His breath comes quick when he’s inside me, and his hands flex on my hips, like he thinks he needs to hold himself back. My breasts flatten against him as I rise up, wrapping my arms around his neck.
He thrusts slowly, his breath loud in my ear. When I tip my head back, he grazes his lips over the spot of his mating mark on me, and it sends a shiver coursing the length of my spine. I wind my legs around his waist, digging my heels into his back and pulling him closer to me, tilting my hips, anything so he’ll hit that spot inside me.
And when his knot starts to form, my eyes could roll back in my head. I arch up from the bed, the pleasure unlike anything I’ve ever known in my life. He takes one of my nipples in his mouth, murmuring around it, something like,“Good girl, that’s right, take it for me, baby.”
I thought I knew everything there was to know about Felix Rana. But I didn’t know aboutthis. I didn’t know about the aching, desperate brush of his fingers. I didn’t know about thepower of his hips, the soft praise from his lips, and the way he could make me fly apart at the seams.
When he’s not whispering against me, telling me how beautiful I am, how much he’s always wanted me, he’s just whispering my name, again and again, between each kiss and each thrust.
The second time I come, he breathes hard, pounding into me fast, and I think that he’s going to come, that I’ll start to feel the release of that knot inside me, but when I come down from the high, I realize it’s still there, growing inside me.
It sets me on the path to the top all over again.
He’s endlessly attentive to me, drawing his mouth and hands over parts of my skin I didn’t know could be erotic. My chin, my bicep, the flat part just between my breasts. Felix treats my body like it’s a new land and he’s the cartographer, tracing every line with the tip of his tongue.
“Maeve,” he whispers for the hundredth time, to the point I no longer recognize my name. It’s become something of a wish on his lips, a chant, a prayer. His dark eyes drink me in, so when he pulls back, adjusting his knees in the bed for a different angle, they lock on my breasts, which bounce with each movement.
When I orgasm for a third time, his knot grows to the point just before pain, and I whimper against it, sweat beading on my brow, my entire body a loose, slick ease of pleasure. I feel like taffy pulled through one of those machines, like Felix took me and warmed me up, wrapping me around himself until I found my true form.
“You okay?” he asks roughly after what must be more than an hour. Have Ieverhad sex for this long? How has he not come yet?
“Yes,” I say, because the last thing I want him to do right now is stop.
He won’t be able to pull out of me—not with the knot—but he could stop the movement, and that would be a killing blow.
And when Felix draws his body close to mine again, he cups one hand behind my head, tipping up my chin for better access to my neck. At the precise moment his teeth sink into my skin, he releases, the hot, steady stream of him more pleasurable than I could have imagined.
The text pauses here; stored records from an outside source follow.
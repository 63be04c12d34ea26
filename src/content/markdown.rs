//! Markdown rendering with syntax highlighting

use pulldown_cmark::{html, CodeBlockKind, CowStr, Event, Options, Parser, Tag, TagEnd};
use syntect::highlighting::ThemeSet;
use syntect::html::highlighted_html_for_string;
use syntect::parsing::SyntaxSet;

/// Markdown to HTML renderer with syntax highlighting
pub struct MarkdownRenderer {
    syntax_set: SyntaxSet,
    theme_set: ThemeSet,
    theme_name: String,
}

impl MarkdownRenderer {
    pub fn new() -> Self {
        Self::with_theme("base16-ocean.dark")
    }

    /// Create with a specific syntect highlighting theme
    pub fn with_theme(theme: &str) -> Self {
        Self {
            syntax_set: SyntaxSet::load_defaults_newlines(),
            theme_set: ThemeSet::load_defaults(),
            theme_name: theme.to_string(),
        }
    }

    /// Render markdown to HTML
    pub fn render(&self, markdown: &str) -> String {
        // Front matter is stripped before we get here, so no metadata blocks
        let options = Options::ENABLE_TABLES
            | Options::ENABLE_FOOTNOTES
            | Options::ENABLE_STRIKETHROUGH
            | Options::ENABLE_TASKLISTS
            | Options::ENABLE_HEADING_ATTRIBUTES;
        let parser = Parser::new_ext(markdown, options);

        let mut events: Vec<Event> = Vec::new();
        // (language, source) of the fenced block being collected
        let mut code_block: Option<(Option<String>, String)> = None;

        for event in parser {
            match event {
                Event::Start(Tag::CodeBlock(kind)) => {
                    let lang = match kind {
                        CodeBlockKind::Fenced(info) => info
                            .split(|c: char| c == ',' || c.is_whitespace())
                            .next()
                            .filter(|l| !l.is_empty())
                            .map(str::to_string),
                        CodeBlockKind::Indented => None,
                    };
                    code_block = Some((lang, String::new()));
                }
                Event::End(TagEnd::CodeBlock) => {
                    if let Some((lang, source)) = code_block.take() {
                        let highlighted = self.highlight_code(&source, lang.as_deref());
                        events.push(Event::Html(CowStr::from(highlighted)));
                    }
                }
                Event::Text(text) if code_block.is_some() => {
                    if let Some((_, source)) = code_block.as_mut() {
                        source.push_str(&text);
                    }
                }
                other => events.push(other),
            }
        }

        let mut html_output = String::new();
        html::push_html(&mut html_output, events.into_iter());
        html_output
    }

    /// Highlight a code block
    fn highlight_code(&self, code: &str, lang: Option<&str>) -> String {
        let lang = lang.unwrap_or("text");

        let syntax = self
            .syntax_set
            .find_syntax_by_token(lang)
            .or_else(|| self.syntax_set.find_syntax_by_extension(lang))
            .unwrap_or_else(|| self.syntax_set.find_syntax_plain_text());

        let highlighted = self
            .theme_set
            .themes
            .get(&self.theme_name)
            .or_else(|| self.theme_set.themes.values().next())
            .and_then(|theme| {
                highlighted_html_for_string(code, &self.syntax_set, syntax, theme).ok()
            });

        match highlighted {
            Some(html) => format!(r#"<div class="highlight language-{}">{}</div>"#, lang, html),
            None => format!(
                r#"<pre><code class="language-{}">{}</code></pre>"#,
                lang,
                html_escape(code)
            ),
        }
    }
}

impl Default for MarkdownRenderer {
    fn default() -> Self {
        Self::new()
    }
}

/// Simple HTML escaping
fn html_escape(s: &str) -> String {
    s.replace('&', "&amp;")
        .replace('<', "&lt;")
        .replace('>', "&gt;")
        .replace('"', "&quot;")
        .replace('\'', "&#39;")
}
I hold on to him tight, afraid I might float away without him as my anchor.
We’re wrapped in one another as he licks at the mating mark, keeping his hips still inside me as his knot pulses steadily, releasing himself inside me. It’s like the soft ticking of a car when you’ve pulled into the garage and cut the engine. A cooling-down that feels somehow just as good—or better—than the thing itself. That long, languid feeling of stretching your arms over your head when you first wake up in the morning. An unfolding of the self.
Folding into him.
We start to drift off together, his cock still buried inside me. When he pulls me close and presses a gentle kiss to the spot just under my ear and above the mating mark, I realize with a horrible, sinking feeling that this was a terribly irresponsible choice.
***
Luckily, when I wake up the next morning, Felix’s cock is no longer inside me.
In fact, not only is he not inside me, but I don’t feel like a mess like I was the night before. My cheeks warm when I realize he must have gotten up and cleaned me up after I fell asleep.